## Stored dataset items
===

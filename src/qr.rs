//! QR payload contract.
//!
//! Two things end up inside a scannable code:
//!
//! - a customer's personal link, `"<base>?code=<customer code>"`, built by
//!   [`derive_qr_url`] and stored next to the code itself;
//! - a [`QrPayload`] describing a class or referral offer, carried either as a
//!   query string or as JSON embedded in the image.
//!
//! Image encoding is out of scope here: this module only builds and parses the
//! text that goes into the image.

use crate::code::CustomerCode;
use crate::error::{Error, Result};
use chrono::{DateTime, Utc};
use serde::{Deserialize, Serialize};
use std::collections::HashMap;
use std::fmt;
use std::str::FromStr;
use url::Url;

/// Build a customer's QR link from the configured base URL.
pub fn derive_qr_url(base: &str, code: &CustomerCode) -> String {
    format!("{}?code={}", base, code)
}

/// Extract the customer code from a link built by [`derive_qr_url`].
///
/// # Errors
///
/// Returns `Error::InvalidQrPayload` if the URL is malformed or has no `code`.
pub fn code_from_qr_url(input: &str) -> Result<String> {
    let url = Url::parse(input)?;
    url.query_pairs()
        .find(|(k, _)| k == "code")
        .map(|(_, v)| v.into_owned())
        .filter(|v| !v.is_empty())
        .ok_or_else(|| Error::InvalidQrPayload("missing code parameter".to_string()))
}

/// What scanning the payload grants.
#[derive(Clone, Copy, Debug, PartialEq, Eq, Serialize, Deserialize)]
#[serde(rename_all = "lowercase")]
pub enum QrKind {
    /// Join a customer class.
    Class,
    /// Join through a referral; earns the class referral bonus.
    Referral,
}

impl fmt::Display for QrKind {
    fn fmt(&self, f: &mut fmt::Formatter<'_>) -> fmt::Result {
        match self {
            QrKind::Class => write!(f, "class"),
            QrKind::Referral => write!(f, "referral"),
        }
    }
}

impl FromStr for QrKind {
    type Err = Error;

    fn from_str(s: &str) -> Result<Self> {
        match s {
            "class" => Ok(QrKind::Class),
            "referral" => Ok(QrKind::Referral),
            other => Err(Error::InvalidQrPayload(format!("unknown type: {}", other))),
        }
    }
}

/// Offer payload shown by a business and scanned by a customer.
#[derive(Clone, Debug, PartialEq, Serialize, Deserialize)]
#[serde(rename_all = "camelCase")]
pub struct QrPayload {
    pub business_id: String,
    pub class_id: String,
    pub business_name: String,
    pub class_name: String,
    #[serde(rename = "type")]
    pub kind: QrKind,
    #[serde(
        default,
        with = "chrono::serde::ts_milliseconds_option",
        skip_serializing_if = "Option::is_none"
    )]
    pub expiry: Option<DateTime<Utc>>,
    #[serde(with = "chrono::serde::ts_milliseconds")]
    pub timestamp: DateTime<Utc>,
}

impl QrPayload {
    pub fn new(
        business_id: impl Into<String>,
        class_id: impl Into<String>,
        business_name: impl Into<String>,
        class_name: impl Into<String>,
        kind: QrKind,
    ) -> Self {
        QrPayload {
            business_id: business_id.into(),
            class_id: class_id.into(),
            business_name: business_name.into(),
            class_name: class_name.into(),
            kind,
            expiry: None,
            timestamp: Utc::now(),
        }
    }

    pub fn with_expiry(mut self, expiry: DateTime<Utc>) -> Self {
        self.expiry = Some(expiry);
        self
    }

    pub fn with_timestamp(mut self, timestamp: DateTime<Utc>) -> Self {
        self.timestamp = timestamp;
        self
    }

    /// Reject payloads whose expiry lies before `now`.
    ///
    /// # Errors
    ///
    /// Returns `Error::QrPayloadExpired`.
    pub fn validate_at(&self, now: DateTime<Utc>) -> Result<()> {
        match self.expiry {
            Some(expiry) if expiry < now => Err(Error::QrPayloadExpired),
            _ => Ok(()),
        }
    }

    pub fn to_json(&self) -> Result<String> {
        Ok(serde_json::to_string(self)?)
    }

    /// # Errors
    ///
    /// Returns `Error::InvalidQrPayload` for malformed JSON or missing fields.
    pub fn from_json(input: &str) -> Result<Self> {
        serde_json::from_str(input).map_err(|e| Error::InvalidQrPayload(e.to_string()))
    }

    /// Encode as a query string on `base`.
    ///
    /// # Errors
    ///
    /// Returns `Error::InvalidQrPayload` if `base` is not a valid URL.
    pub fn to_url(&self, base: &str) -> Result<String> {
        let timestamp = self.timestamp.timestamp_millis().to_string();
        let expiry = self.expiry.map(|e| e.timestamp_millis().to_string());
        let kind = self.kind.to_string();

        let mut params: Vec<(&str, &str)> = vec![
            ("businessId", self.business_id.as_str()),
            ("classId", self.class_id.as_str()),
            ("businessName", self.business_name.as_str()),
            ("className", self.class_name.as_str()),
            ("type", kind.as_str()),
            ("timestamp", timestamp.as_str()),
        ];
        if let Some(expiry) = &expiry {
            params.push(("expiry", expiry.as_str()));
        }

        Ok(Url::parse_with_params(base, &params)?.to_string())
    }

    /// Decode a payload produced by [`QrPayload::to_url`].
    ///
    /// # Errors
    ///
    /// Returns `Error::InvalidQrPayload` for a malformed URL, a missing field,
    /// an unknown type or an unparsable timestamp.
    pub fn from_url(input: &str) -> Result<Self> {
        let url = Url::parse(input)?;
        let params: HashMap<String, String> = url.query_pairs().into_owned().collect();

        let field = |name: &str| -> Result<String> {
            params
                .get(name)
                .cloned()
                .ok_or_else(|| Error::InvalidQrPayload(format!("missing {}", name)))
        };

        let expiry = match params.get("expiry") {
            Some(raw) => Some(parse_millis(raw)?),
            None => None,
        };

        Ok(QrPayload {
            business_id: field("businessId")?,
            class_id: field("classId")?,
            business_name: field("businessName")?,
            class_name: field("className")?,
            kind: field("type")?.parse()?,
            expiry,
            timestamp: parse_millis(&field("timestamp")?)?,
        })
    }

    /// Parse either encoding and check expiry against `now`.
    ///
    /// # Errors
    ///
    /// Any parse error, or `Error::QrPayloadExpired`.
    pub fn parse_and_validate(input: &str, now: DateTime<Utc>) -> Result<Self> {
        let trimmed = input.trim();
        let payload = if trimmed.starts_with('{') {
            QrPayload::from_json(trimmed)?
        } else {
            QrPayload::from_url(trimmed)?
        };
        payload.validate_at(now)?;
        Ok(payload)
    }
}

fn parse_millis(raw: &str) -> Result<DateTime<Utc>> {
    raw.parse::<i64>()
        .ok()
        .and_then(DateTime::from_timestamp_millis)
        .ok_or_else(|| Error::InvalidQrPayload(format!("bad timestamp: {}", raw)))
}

===

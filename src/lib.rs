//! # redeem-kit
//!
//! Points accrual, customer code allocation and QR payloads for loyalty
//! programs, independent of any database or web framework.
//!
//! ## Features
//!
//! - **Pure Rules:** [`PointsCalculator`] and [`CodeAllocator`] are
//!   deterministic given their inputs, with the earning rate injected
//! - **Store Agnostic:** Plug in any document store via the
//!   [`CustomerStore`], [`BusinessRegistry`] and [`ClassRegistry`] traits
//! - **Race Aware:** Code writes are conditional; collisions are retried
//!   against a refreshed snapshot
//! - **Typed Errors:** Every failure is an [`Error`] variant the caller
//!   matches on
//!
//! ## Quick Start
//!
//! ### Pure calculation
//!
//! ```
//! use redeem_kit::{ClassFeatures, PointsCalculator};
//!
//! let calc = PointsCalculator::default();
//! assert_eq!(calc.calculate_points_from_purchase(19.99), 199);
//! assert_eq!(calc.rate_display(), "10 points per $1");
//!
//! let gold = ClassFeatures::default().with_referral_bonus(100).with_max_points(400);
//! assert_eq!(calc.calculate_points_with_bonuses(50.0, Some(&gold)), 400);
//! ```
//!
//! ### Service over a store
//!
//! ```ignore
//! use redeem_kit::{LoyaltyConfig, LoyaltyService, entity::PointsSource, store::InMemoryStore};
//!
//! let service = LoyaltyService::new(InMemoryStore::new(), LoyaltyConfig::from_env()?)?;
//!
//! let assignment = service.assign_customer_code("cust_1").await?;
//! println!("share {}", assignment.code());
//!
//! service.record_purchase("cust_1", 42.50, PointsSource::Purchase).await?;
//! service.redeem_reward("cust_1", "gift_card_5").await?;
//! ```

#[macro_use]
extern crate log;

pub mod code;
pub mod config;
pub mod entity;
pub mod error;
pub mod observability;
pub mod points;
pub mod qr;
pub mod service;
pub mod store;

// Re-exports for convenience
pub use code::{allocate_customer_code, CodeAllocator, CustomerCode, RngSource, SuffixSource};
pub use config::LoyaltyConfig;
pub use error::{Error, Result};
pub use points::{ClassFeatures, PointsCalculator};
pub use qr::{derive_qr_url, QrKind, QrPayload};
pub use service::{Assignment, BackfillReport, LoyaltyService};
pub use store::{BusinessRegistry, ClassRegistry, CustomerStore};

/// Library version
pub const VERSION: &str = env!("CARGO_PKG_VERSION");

===

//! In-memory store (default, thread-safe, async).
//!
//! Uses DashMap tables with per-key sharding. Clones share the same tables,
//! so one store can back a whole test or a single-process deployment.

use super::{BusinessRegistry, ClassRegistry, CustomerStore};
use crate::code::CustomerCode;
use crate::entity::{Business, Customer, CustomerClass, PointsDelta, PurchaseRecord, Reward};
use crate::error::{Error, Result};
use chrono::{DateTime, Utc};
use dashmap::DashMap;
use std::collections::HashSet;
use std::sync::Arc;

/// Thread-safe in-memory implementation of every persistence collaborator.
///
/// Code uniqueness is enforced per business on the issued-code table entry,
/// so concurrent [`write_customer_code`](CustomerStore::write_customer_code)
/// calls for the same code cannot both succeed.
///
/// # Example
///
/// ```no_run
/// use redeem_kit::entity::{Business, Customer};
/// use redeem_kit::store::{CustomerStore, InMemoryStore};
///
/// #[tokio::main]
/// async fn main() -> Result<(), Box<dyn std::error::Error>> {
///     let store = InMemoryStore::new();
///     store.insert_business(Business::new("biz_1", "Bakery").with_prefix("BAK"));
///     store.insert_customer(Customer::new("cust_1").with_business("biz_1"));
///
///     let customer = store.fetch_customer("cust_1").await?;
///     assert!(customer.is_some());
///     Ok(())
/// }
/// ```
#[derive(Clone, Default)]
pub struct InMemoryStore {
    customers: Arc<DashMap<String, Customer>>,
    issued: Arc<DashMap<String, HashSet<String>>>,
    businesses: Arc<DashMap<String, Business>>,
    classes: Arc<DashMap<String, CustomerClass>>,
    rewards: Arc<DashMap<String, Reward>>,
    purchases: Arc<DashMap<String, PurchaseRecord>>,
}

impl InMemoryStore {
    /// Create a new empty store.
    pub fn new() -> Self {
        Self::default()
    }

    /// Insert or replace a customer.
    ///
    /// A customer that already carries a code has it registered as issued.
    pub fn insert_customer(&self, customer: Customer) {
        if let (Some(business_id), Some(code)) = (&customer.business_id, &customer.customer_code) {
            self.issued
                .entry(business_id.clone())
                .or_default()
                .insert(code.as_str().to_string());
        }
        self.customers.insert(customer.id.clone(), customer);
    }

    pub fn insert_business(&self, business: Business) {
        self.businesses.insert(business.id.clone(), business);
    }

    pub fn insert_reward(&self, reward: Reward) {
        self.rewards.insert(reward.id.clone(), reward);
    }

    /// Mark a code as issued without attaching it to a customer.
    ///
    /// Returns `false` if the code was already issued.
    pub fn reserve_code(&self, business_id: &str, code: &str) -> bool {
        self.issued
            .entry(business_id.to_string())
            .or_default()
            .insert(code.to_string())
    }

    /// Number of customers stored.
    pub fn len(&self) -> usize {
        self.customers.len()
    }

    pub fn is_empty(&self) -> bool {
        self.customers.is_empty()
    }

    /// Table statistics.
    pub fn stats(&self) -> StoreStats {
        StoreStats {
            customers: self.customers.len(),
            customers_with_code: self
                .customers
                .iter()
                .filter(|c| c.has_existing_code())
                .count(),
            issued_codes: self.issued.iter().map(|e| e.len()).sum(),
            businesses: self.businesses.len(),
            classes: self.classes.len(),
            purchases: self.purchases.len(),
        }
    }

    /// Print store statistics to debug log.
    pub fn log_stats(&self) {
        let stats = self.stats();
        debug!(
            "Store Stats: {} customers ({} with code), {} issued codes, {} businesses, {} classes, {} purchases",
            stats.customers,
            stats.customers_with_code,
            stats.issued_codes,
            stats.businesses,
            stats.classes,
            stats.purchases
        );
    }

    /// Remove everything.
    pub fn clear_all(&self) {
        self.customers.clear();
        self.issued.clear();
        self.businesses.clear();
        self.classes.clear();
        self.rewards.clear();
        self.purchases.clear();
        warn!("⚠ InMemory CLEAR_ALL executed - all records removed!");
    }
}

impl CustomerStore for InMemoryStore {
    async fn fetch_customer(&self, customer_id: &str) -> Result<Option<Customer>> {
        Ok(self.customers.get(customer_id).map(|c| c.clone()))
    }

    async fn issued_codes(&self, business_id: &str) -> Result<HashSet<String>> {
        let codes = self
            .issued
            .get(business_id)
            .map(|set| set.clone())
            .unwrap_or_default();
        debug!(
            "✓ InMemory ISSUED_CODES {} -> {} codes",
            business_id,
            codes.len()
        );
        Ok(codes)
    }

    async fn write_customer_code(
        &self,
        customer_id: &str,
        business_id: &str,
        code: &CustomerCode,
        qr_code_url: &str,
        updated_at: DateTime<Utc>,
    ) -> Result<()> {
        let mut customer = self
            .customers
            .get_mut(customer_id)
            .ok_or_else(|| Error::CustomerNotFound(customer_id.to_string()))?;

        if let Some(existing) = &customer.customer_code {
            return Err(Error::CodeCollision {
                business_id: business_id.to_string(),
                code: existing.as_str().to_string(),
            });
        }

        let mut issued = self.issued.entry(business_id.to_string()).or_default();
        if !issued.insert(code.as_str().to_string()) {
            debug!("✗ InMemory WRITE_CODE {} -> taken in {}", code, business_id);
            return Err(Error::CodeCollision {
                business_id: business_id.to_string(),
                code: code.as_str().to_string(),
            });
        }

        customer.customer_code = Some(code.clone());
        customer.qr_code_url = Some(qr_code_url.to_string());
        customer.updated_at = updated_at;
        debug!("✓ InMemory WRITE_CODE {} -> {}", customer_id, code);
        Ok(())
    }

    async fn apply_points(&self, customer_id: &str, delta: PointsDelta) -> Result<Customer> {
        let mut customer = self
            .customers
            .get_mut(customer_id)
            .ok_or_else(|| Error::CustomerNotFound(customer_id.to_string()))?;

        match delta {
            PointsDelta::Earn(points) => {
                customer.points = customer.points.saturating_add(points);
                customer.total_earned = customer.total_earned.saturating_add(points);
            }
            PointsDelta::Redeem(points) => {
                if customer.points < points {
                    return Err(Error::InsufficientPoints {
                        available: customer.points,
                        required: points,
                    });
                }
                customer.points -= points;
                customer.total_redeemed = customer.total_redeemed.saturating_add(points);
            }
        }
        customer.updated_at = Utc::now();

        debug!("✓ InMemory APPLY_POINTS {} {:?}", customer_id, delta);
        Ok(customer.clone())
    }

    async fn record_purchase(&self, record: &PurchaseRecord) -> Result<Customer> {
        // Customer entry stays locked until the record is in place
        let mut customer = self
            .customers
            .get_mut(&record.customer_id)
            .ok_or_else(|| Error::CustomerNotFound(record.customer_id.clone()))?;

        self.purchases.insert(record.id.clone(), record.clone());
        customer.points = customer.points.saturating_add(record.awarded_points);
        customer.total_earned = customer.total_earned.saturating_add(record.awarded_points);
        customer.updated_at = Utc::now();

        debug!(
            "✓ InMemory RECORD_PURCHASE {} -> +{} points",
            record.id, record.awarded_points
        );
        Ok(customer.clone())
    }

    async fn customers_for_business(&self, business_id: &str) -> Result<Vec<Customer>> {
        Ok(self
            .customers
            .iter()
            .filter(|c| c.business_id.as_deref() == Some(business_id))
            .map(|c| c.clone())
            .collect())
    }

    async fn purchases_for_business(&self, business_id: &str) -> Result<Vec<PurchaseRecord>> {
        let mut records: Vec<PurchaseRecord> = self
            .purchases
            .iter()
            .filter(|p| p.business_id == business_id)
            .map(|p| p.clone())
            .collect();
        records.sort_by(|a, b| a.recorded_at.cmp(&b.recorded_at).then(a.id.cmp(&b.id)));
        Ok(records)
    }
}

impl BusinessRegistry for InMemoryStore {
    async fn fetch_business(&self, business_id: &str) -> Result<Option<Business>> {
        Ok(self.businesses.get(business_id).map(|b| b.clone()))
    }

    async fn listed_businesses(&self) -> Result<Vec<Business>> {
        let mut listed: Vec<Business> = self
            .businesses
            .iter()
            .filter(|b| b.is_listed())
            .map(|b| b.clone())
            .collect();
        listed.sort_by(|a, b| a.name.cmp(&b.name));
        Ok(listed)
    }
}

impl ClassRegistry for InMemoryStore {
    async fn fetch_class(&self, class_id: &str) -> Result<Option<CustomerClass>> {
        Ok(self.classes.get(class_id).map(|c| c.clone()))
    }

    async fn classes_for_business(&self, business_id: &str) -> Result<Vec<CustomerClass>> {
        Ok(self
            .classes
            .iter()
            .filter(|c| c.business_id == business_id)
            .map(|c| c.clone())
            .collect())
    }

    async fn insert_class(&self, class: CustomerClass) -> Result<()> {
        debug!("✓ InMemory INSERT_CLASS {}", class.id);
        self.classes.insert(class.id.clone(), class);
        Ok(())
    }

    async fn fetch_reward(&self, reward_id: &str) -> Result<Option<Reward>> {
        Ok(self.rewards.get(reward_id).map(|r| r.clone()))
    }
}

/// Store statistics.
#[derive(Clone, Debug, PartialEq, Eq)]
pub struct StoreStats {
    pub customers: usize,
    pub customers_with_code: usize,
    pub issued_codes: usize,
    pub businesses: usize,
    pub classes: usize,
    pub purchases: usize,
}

===

## ASSIGNED TASK
Return every line of the records in which the word "businessId" is found.

## RESPONSE
            ("businessId", self.business_id.as_str()),
            business_id: field("businessId")?,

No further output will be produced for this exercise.